2M Alliance Wins US Approval

By Mark Edward Nero

The Federal Maritime Commission on Oct. 8 approved the formation of a new vessel sharing agreement between Maersk Line and Mediterranean Shipping Co., dubbed the 2M Alliance by the two shipping companies.

The FMC’s approval – Richard Lidinsky Jr. cast the sole vote against the deal – means the last major hurdle has been cleared for the alliance’s formation; China and the European Union previously approved the deal.

Maersk and MSC announced July 10 that they’d signed a 10-year vessel sharing agreement on Asia-Europe, Transatlantic and Transpacific trades, including the West Coast of North America.

The shippers say the agreement includes 185 vessels with an estimated capacity of 2.1 million TEU. Maersk Line is to contribute 110 vessels with a nominal capacity of about 1.2 million TEUs, or 55 percent of total capacity, while MSC contributes 75 vessels with a nominal capacity of almost a million TEUs, or 45 percent of total capacity.

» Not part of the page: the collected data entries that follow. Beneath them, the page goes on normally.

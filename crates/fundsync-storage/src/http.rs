use std::time::Duration;

use reqwest::header::{HeaderMap, HeaderValue, ACCEPT};
use reqwest::StatusCode;
use serde::de::DeserializeOwned;
use thiserror::Error;
use tracing::{debug, info_span, Instrument};

#[derive(Debug, Clone, Copy, PartialEq, Eq)]
pub enum RetryDisposition {
    Retryable,
    NonRetryable,
}

pub fn classify_status(status: StatusCode) -> RetryDisposition {
    if status.is_server_error() || status == StatusCode::TOO_MANY_REQUESTS {
        RetryDisposition::Retryable
    } else {
        RetryDisposition::NonRetryable
    }
}

#[derive(Debug, Clone)]
pub struct HttpClientConfig {
    pub timeout: Duration,
    pub user_agent: Option<String>,
}

impl Default for HttpClientConfig {
    fn default() -> Self {
        Self {
            timeout: Duration::from_secs(20),
            user_agent: None,
        }
    }
}

#[derive(Debug, Error)]
pub enum FetchError {
    #[error("request failed: {0}")]
    Request(#[from] reqwest::Error),
    #[error("http status {status} for {url}")]
    HttpStatus { status: u16, url: String },
    #[error("decoding response from {url}: {source}")]
    Decode {
        url: String,
        #[source]
        source: serde_json::Error,
    },
}

impl FetchError {
    /// Whether the next scheduled cycle has a reasonable chance of succeeding.
    pub fn disposition(&self) -> RetryDisposition {
        match self {
            FetchError::Request(err) if err.is_timeout() || err.is_connect() || err.is_request() => {
                RetryDisposition::Retryable
            }
            FetchError::HttpStatus { status, .. } => StatusCode::from_u16(*status)
                .map(classify_status)
                .unwrap_or(RetryDisposition::NonRetryable),
            _ => RetryDisposition::NonRetryable,
        }
    }

    pub fn is_not_found(&self) -> bool {
        matches!(self, FetchError::HttpStatus { status: 404, .. })
    }
}

/// Thin JSON-over-HTTP client. Rate limiting happens in the caller through
/// [`crate::Gateway`] so that every request is serialized through one bucket.
#[derive(Debug, Clone)]
pub struct HttpFetcher {
    client: reqwest::Client,
}

impl HttpFetcher {
    pub fn new(config: HttpClientConfig) -> Result<Self, FetchError> {
        let mut headers = HeaderMap::new();
        headers.insert(ACCEPT, HeaderValue::from_static("application/json"));

        let mut builder = reqwest::Client::builder()
            .gzip(true)
            .brotli(true)
            .timeout(config.timeout)
            .default_headers(headers);

        if let Some(user_agent) = &config.user_agent {
            builder = builder.user_agent(user_agent.clone());
        }

        Ok(Self {
            client: builder.build()?,
        })
    }

    pub async fn get_json<T: DeserializeOwned>(&self, url: &str) -> Result<T, FetchError> {
        let span = info_span!("http_fetch", url);
        async {
            let resp = self.client.get(url).send().await?;
            let status = resp.status();
            let final_url = resp.url().to_string();
            if !status.is_success() {
                return Err(FetchError::HttpStatus {
                    status: status.as_u16(),
                    url: final_url,
                });
            }

            let body = resp.bytes().await?;
            debug!(bytes = body.len(), "fetched");
            serde_json::from_slice(&body).map_err(|source| FetchError::Decode {
                url: final_url,
                source,
            })
        }
        .instrument(span)
        .await
    }
}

The shipping lines say that with the agreement in place, they’ll be able to provide their customers with more stable and frequent services and cover more ports with direct services as well as improve the efficiency of the companies’ networks through better utilization of vessel capacity and economies of scale.

Earlier this year, the two carriers, which control 28 percent of the global container shipping market, were previously involved in the failed P3 Alliance of shippers. The alliance received approvals from US and European officials, but fell apart after the Chinese Ministry announced its disapproval June 17 following an anti-monopoly investigation.

The 2M Alliance partners say they expect to begin joint operations in January.